同時に、右壁の退避扉が開く。アリスが通路へ飛び込み、ユウマの腕をつかんだ。
強い力ではない。
けれど、自分で選んだ手だった。
《試練突破》
《黒瀬ユウマ × 神楽アリス》
《シンクロ率 五十九%》
《接続:多重安定》
《ペアスキル波形:未成立》
【多重安定って何】
【助かった】
【でも内通者告白したぞ】
【番組どうなってんだよ】
【救護待機って出てたよな?】
脱出ゲートの白い光の前で、アリスはまだユウマの袖をつかんでいた。
ユウマはそれを振りほどかなかった。
けれど、握り返しもしなかった。
アリスの指が、ゆっくりと離れる。
ドローンが寄る。
逃げる場所はいくらでもあった。
アリスは逃げなかった。
カメラに向かって、まっすぐ言った。
「私は、黒瀬さんを落とすために番組に入りました」
リビングの空気が凍った。
レイナは剣の柄を握ったまま、目を逸らさなかった。
けれど、その目はアリスではなく、管制室へ向いていた。
「黒瀬は、騙されたんじゃない」
低い声だった。
「選ばせたのよ」
ミナはすぐにタブレットを開き、配信ログの保存を始めた。
「これ、アリスちゃんの告白じゃない。
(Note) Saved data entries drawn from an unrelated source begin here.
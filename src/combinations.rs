use std::fmt;
use std::hash::{Hash, Hasher};

use ahash::HashSetExt;
use fxhash::FxHashSet;
use log::{debug, info, trace, warn};

use crate::errors::EnumerateError;
use crate::weight::{Weight, validate_weights};

/// One way of reaching a target: distinct weights with their positive counts.
/// Weights keep the order they had in the input; equality and hashing ignore that order.
#[derive(Clone, Debug, Default)]
pub struct Combination {
    counts: Vec<(Weight, u64)>,
}

impl Combination {
    /// Builds a combination from the working counts, dropping unused weights.
    fn from_counts(weights: &[Weight], counts: &[u64]) -> Self {
        debug_assert_eq!(weights.len(), counts.len());
        let counts = weights
            .iter()
            .zip(counts)
            .filter(|(_, count)| **count > 0)
            .map(|(weight, count)| (*weight, *count))
            .collect();
        Self { counts }
    }

    /// Number of units of `weight` used, 0 if absent.
    pub fn count_of(&self, weight: f64) -> u64 {
        self.counts
            .iter()
            .find(|(w, _)| w.value() == weight)
            .map_or(0, |(_, count)| *count)
    }

    /// Iterates over `(weight, count)` pairs in input order.
    pub fn iter(&self) -> impl Iterator<Item = (f64, u64)> + '_ {
        self.counts.iter().map(|(w, count)| (w.value(), *count))
    }

    /// Number of distinct weights used.
    pub fn len(&self) -> usize {
        self.counts.len()
    }

    pub fn is_empty(&self) -> bool {
        self.counts.is_empty()
    }

    /// Total number of units across all weights.
    pub fn units(&self) -> u64 {
        self.counts.iter().map(|(_, count)| count).sum()
    }

    /// Weighted sum of the combination.
    pub fn total(&self) -> f64 {
        self.counts
            .iter()
            .map(|(w, count)| w.value() * *count as f64)
            .sum()
    }

    /// Flat list with every weight repeated by its count.
    pub fn to_flat(&self) -> Vec<f64> {
        let mut flat = Vec::with_capacity(self.units() as usize);
        for (w, count) in &self.counts {
            flat.extend(std::iter::repeat_n(w.value(), *count as usize));
        }
        flat
    }

    /// Order-independent form used for equality, hashing and dedup.
    fn canonical(&self) -> Vec<(Weight, u64)> {
        let mut key = self.counts.clone();
        key.sort_unstable();
        key
    }
}

impl PartialEq for Combination {
    fn eq(&self, other: &Self) -> bool {
        self.counts.len() == other.counts.len() && self.canonical() == other.canonical()
    }
}

impl Eq for Combination {}

impl Hash for Combination {
    fn hash<H: Hasher>(&self, state: &mut H) {
        self.canonical().hash(state);
    }
}

impl fmt::Display for Combination {
    fn fmt(&self, f: &mut fmt::Formatter<'_>) -> fmt::Result {
        write!(f, "{{")?;
        for (i, (w, count)) in self.counts.iter().enumerate() {
            if i > 0 {
                write!(f, ", ")?;
            }
            write!(f, "{}: {}", w, count)?;
        }
        write!(f, "}}")
    }
}

/// Ordered accumulator of distinct combinations.
/// Insertion order is discovery order; a combination already present is not added again.
#[derive(Clone, Debug)]
pub struct ResultSet {
    combinations: Vec<Combination>,
    seen: FxHashSet<Combination>,
}

impl Default for ResultSet {
    fn default() -> Self {
        Self::new()
    }
}

impl ResultSet {
    /// Creates an empty result set.
    pub fn new() -> Self {
        Self {
            combinations: Vec::new(),
            seen: FxHashSet::new(),
        }
    }

    /// Adds the combination unless a structurally equal one is present. Returns true if added.
    pub fn insert(&mut self, combination: Combination) -> bool {
        if !self.seen.insert(combination.clone()) {
            return false;
        }
        self.combinations.push(combination);
        true
    }

    pub fn contains(&self, combination: &Combination) -> bool {
        self.seen.contains(combination)
    }

    pub fn len(&self) -> usize {
        self.combinations.len()
    }

    pub fn is_empty(&self) -> bool {
        self.combinations.is_empty()
    }

    pub fn iter(&self) -> std::slice::Iter<'_, Combination> {
        self.combinations.iter()
    }

    pub fn as_slice(&self) -> &[Combination] {
        &self.combinations
    }

    pub fn into_vec(self) -> Vec<Combination> {
        self.combinations
    }
}

/// What a top-level enumeration returns: the combinations and how many there are.
#[derive(Clone, Debug, PartialEq)]
pub struct Enumeration {
    combinations: Vec<Combination>,
    count: usize,
}

impl Enumeration {
    pub fn combinations(&self) -> &[Combination] {
        &self.combinations
    }

    pub fn count(&self) -> usize {
        self.count
    }

    /// Returns a reference to the i-th combination, in discovery order
    pub fn get_set(&self, i: usize) -> &Combination {
        assert!(i < self.combinations.len());
        &self.combinations[i]
    }

    pub fn into_parts(self) -> (Vec<Combination>, usize) {
        (self.combinations, self.count)
    }
}

impl From<ResultSet> for Enumeration {
    fn from(results: ResultSet) -> Self {
        let combinations = results.into_vec();
        let count = combinations.len();
        Self {
            combinations,
            count,
        }
    }
}

/// One combination per line
impl fmt::Display for Enumeration {
    fn fmt(&self, f: &mut fmt::Formatter<'_>) -> fmt::Result {
        for combination in &self.combinations {
            writeln!(f, "{}", combination)?;
        }
        Ok(())
    }
}

/// Mutable state passed during the recursive search, kept apart from the read-only weights.
/// `counts` has one slot per weight in input order, so results keep that order.
struct SearchState<'a> {
    counts: Vec<u64>,
    results: &'a mut ResultSet,
}

/// Runs the search for `target` over already validated weights, appending to `results`.
fn search(target: f64, weights: &[Weight], results: &mut ResultSet) {
    if weights.is_empty() {
        debug!("Empty weight set, nothing to combine");
        return;
    }

    let before = results.len();
    let mut state = SearchState {
        counts: vec![0; weights.len()],
        results,
    };
    let available: Vec<usize> = (0..weights.len()).collect();
    combine(weights, &available, target, &mut state);

    debug!("Search added {} combinations", state.results.len() - before);
}

/// Recursive combination generation. Every weight in `available` is tried in turn as the
/// next one to assign, the others are left to the recursion with what remains of the target.
/// The same multiset is reached along several assignment orders, each with its own float
/// rounding of `remaining`; the result set drops the repeats.
fn combine(
    weights: &[Weight],
    available: &[usize],
    remaining: f64,
    state: &mut SearchState<'_>,
) {
    debug_assert!(!available.is_empty());

    let is_last = available.len() == 1;
    for (position, &index) in available.iter().enumerate() {
        let weight = weights[index];
        let bound = weight.bound(remaining);

        // Prune
        if bound < 0 {
            continue;
        }

        let rest: Vec<usize> = available
            .iter()
            .enumerate()
            .filter(|(p, _)| *p != position)
            .map(|(_, &i)| i)
            .collect();

        for count in 0..=bound as u64 {
            state.counts[index] = count;
            let used = weight.value() * count as f64;

            // Terminal case, exact equality
            if is_last {
                if used != remaining {
                    continue;
                }
                let combination = Combination::from_counts(weights, &state.counts);
                if state.results.insert(combination) {
                    trace!("Found combination {:?}", state.counts);
                }
                continue;
            }

            // Recursive part
            combine(weights, &rest, remaining - used, state);
        }
    }
}

fn validate_input(target: f64, weights: &[f64]) -> Result<Vec<Weight>, EnumerateError> {
    let weights = validate_weights(weights)?;
    if !target.is_finite() {
        warn!("Target is not finite: {}", target);
        return Err(EnumerateError::InvalidTarget(target));
    }
    // Deeper levels never see a larger remainder, so checking the top level is enough
    for weight in &weights {
        if weight.checked_bound(target).is_none() {
            warn!("Bound of weight {} for target {} overflows", weight, target);
            return Err(EnumerateError::BoundOverflow {
                weight: weight.value(),
                target,
            });
        }
    }
    Ok(weights)
}

/// Upper bound on the count of each weight for `target`, `target // w`, in input order.
///
/// # Errors
///
/// Same validation as [`enumerate`].
pub fn compute_bounds(target: f64, weights: &[f64]) -> Result<Vec<(f64, i64)>, EnumerateError> {
    let weights = validate_input(target, weights)?;
    Ok(weights
        .iter()
        .map(|w| (w.value(), w.bound(target)))
        .collect())
}

/// Enumerates every distinct combination of `weights` summing exactly to `target`.
/// Each call starts from an empty working state.
///
/// # Errors
///
/// Returns `DuplicateWeight` if a weight repeats, `InvalidWeight` if one is not positive
/// and finite, `InvalidTarget` if the target is not finite, `BoundOverflow` if a weight is
/// so small against the target that its count cannot be bounded. No partial result is produced.
pub fn enumerate(target: f64, weights: &[f64]) -> Result<Enumeration, EnumerateError> {
    let mut results = ResultSet::new();
    enumerate_into(target, weights, &mut results)?;
    Ok(Enumeration::from(results))
}

/// Like [`enumerate`], but appends to a caller-owned result set and returns its new length.
/// Combinations already in `results` are not added twice.
///
/// # Errors
///
/// Same as [`enumerate`]; `results` is left untouched on error.
pub fn enumerate_into(
    target: f64,
    weights: &[f64],
    results: &mut ResultSet,
) -> Result<usize, EnumerateError> {
    let weights = validate_input(target, weights)?;
    info!(
        "Enumerating combinations of {} weights for target {}",
        weights.len(),
        target
    );

    search(target, &weights, results);

    info!("Result set holds {} combinations", results.len());
    Ok(results.len())
}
番組の自白に切れる」
サヤは口元を押さえた。
「黒瀬さんも、神楽さんも、怪我してます」
カイトはモニターを睨む。
「番組側が出演者を混ぜていたのか」
ガクの拳がソファの肘掛けを鳴らした。
「恋リアじゃねえだろ、それ」
レンは控室のモニターを見ていた。何かを言いかけ、結局、何も言わなかった。
コメント欄は崩壊していた。
【番組説明しろ】
【アリス最低】
【いや命令した奴誰だよ】
【黒瀬かわいそうすぎる】
【久我山出てこい】
【ノアが言ってた通りじゃん】
【恋を撮る顔じゃないってこれか】
管制室で、久我山トオルは笑っていた。
画面には、炎上ワードが赤く並んでいる。
《内通者》
《神楽アリス》
《黒瀬を落とすため》
《救護待機》
《番組不信》
《久我山説明しろ》
スタッフの一人が青い顔で振り向く。
「久我山さん、これは中断を――」
「いい。裏切りも恋リアだ」
久我山は、アリスの震える顔ではなく、伸び続ける同接数を見ていた。
《緊急投票》
《神楽アリスの出演継続可否、視聴者投票へ》
《一番信じたい人》
《一位 黒瀬ユウマ》
《一番許せない人》
《一位 神楽アリス》
《一番説明してほしい人》
《一位 久我山トオル》
そして、最後の告知が消えずに残る。
《次回》
《最終ペア選択、予定通り実施》
誰も、その文字を恋の告知として見ていなかった。